▶ [Prompt] Read through the entries below and copy each line where "PartialEq" turns up.

▶ [Stored records]
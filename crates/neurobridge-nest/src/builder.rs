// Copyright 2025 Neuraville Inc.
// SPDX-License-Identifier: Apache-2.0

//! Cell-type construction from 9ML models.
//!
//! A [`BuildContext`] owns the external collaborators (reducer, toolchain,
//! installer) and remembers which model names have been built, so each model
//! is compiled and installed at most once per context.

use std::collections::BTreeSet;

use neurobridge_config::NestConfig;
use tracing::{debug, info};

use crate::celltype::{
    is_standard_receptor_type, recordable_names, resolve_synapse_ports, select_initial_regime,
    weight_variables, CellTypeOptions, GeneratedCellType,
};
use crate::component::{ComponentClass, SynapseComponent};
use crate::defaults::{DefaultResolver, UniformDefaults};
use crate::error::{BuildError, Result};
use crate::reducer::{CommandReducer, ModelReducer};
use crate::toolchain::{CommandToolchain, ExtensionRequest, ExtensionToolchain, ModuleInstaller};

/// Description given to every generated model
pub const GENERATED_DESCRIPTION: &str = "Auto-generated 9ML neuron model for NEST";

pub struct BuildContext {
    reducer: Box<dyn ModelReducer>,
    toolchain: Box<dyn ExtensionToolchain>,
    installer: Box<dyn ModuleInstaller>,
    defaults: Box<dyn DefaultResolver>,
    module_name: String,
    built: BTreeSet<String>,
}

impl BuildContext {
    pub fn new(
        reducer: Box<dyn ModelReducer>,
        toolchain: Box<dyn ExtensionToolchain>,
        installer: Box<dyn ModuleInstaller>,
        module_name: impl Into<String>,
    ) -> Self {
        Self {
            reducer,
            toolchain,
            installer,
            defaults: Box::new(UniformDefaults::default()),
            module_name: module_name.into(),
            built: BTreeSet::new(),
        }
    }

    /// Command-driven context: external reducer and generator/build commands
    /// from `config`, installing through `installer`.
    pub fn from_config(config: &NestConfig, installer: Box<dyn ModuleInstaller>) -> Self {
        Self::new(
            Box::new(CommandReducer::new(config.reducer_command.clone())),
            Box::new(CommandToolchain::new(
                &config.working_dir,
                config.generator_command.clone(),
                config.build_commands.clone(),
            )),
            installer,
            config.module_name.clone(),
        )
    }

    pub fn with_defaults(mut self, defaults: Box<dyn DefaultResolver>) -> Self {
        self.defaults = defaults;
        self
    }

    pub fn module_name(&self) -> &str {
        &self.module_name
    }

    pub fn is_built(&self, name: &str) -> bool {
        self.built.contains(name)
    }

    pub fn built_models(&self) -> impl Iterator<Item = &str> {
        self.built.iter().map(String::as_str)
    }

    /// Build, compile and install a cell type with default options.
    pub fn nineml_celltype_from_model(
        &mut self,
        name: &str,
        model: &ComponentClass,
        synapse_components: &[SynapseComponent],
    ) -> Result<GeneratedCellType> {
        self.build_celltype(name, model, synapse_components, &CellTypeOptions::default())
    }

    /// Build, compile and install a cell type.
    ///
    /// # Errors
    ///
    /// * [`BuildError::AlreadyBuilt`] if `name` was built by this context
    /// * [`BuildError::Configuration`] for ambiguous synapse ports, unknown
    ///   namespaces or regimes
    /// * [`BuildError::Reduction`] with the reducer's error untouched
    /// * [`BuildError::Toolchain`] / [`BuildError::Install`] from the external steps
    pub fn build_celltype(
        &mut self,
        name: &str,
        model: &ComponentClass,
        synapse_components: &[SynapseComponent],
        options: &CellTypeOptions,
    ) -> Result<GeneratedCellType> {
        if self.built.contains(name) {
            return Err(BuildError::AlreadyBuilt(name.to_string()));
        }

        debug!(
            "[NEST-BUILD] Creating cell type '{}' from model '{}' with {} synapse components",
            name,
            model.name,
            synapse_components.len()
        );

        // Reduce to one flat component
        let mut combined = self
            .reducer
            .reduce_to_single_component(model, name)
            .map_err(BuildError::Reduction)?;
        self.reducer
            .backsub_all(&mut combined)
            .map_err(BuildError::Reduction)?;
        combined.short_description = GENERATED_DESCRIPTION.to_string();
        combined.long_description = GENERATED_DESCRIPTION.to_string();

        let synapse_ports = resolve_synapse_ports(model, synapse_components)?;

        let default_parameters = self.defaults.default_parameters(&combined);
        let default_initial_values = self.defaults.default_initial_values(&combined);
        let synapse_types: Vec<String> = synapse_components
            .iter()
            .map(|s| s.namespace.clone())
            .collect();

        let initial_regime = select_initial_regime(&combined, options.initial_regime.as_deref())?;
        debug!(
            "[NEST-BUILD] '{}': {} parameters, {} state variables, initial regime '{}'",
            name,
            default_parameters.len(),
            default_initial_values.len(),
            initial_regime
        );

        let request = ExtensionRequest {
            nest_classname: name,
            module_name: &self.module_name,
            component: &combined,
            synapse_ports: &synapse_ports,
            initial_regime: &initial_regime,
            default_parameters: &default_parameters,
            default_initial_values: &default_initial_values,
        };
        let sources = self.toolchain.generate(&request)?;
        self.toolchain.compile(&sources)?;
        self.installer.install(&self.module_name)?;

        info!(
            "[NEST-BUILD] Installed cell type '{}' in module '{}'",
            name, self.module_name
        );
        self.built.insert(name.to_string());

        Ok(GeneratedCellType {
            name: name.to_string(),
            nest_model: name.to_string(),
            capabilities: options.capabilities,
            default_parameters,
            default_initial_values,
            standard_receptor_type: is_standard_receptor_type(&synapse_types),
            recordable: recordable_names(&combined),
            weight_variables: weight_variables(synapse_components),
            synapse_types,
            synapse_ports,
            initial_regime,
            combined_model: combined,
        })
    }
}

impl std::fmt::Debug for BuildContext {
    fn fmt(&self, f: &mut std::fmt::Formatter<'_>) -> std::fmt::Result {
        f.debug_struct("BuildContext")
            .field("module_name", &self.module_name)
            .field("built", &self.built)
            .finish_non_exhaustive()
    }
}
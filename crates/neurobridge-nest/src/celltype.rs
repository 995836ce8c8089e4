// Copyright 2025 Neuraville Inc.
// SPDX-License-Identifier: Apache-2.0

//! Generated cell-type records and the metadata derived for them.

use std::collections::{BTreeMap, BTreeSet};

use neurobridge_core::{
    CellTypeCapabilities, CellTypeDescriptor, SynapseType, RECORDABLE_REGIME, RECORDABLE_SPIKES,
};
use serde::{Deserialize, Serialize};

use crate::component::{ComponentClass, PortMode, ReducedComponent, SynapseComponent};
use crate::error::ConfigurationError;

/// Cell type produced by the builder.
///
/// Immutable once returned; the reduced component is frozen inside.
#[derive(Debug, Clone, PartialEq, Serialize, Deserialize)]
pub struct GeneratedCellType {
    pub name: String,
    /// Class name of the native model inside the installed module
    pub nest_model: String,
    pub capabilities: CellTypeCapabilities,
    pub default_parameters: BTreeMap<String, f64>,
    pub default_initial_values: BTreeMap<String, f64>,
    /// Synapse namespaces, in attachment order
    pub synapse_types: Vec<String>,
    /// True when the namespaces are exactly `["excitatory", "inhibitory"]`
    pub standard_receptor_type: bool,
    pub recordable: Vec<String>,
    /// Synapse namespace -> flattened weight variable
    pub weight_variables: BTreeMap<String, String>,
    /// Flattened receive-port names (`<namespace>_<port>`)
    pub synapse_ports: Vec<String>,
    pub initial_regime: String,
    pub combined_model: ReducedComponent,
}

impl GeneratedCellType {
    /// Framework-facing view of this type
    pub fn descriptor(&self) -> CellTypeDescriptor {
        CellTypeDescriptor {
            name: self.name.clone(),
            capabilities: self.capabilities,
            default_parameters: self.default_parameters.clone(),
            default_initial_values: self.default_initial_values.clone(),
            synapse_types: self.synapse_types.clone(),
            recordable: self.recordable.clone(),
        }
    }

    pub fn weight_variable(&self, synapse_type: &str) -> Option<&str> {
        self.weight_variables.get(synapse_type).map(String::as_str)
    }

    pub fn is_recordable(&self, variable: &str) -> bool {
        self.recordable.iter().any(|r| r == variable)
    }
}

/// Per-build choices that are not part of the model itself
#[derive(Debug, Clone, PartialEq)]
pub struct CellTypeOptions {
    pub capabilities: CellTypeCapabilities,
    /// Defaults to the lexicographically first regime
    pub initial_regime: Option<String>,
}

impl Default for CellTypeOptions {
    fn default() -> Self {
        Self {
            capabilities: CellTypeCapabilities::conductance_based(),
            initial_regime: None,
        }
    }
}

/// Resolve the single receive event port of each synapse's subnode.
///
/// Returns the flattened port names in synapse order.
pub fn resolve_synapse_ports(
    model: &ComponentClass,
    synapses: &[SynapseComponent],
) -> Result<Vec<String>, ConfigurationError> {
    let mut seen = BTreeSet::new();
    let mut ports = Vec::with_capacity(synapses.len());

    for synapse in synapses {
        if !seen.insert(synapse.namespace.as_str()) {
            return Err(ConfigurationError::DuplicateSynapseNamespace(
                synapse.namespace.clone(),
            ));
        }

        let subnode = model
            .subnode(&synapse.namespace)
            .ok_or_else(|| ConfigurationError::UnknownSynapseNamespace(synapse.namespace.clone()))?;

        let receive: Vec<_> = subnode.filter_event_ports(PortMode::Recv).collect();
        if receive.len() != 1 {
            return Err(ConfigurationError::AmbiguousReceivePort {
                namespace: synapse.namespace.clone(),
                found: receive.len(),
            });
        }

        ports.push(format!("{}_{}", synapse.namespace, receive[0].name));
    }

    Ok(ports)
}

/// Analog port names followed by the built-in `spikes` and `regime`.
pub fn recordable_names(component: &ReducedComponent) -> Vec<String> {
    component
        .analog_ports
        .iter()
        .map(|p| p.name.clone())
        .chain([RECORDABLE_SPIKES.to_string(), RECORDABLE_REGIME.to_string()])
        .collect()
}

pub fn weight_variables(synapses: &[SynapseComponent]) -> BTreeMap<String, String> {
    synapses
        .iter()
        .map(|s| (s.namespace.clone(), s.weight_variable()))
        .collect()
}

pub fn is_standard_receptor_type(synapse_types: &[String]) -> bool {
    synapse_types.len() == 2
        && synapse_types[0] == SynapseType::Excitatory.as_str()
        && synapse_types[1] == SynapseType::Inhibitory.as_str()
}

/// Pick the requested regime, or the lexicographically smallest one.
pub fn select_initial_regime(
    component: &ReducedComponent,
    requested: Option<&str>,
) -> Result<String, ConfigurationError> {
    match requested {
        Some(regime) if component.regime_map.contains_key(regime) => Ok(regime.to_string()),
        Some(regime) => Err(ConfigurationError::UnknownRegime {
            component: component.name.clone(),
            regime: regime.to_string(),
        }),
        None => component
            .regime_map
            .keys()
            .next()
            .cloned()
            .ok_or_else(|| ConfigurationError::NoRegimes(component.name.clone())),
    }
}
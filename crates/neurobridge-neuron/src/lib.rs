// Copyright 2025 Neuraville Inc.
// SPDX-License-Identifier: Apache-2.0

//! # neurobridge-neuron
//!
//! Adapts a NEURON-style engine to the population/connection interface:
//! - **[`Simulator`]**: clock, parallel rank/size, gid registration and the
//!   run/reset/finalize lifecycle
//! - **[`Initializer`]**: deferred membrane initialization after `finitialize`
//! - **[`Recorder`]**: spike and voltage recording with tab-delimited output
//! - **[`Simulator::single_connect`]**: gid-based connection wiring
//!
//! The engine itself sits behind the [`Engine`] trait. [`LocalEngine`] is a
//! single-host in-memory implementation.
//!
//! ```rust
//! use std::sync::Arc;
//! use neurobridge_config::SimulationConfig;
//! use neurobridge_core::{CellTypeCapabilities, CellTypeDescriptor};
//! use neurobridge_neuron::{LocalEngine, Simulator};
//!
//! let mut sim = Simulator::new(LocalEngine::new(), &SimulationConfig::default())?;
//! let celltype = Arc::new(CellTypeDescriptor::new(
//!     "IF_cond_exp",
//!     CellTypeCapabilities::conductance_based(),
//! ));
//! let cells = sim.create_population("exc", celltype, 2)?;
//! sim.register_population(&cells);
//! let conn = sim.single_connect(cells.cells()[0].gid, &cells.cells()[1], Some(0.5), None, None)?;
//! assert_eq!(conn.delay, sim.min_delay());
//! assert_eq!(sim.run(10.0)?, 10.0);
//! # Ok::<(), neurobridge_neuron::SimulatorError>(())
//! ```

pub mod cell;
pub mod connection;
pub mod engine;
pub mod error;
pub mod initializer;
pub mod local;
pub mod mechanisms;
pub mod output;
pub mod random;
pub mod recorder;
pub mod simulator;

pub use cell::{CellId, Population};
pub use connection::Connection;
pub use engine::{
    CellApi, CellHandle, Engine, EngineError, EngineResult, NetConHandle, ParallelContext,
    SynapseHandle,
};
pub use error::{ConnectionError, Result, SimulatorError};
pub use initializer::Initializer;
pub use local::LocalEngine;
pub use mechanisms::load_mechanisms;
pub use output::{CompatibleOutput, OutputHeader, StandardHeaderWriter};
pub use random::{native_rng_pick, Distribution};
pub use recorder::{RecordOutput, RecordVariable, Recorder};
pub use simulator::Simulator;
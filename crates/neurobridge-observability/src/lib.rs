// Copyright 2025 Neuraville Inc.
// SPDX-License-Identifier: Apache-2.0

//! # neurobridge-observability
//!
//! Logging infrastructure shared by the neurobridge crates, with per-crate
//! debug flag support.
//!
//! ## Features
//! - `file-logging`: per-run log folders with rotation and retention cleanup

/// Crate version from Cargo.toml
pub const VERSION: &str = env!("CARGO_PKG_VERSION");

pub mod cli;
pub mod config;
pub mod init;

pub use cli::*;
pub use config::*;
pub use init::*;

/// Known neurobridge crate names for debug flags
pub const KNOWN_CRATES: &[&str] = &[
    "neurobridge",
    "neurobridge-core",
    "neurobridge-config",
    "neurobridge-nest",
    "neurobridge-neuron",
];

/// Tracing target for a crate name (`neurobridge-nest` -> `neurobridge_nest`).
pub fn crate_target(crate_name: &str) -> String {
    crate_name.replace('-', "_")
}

▶ [Solution]
#[derive(Debug, Clone, PartialEq, Serialize, Deserialize)]
#[derive(Debug, Clone, PartialEq)]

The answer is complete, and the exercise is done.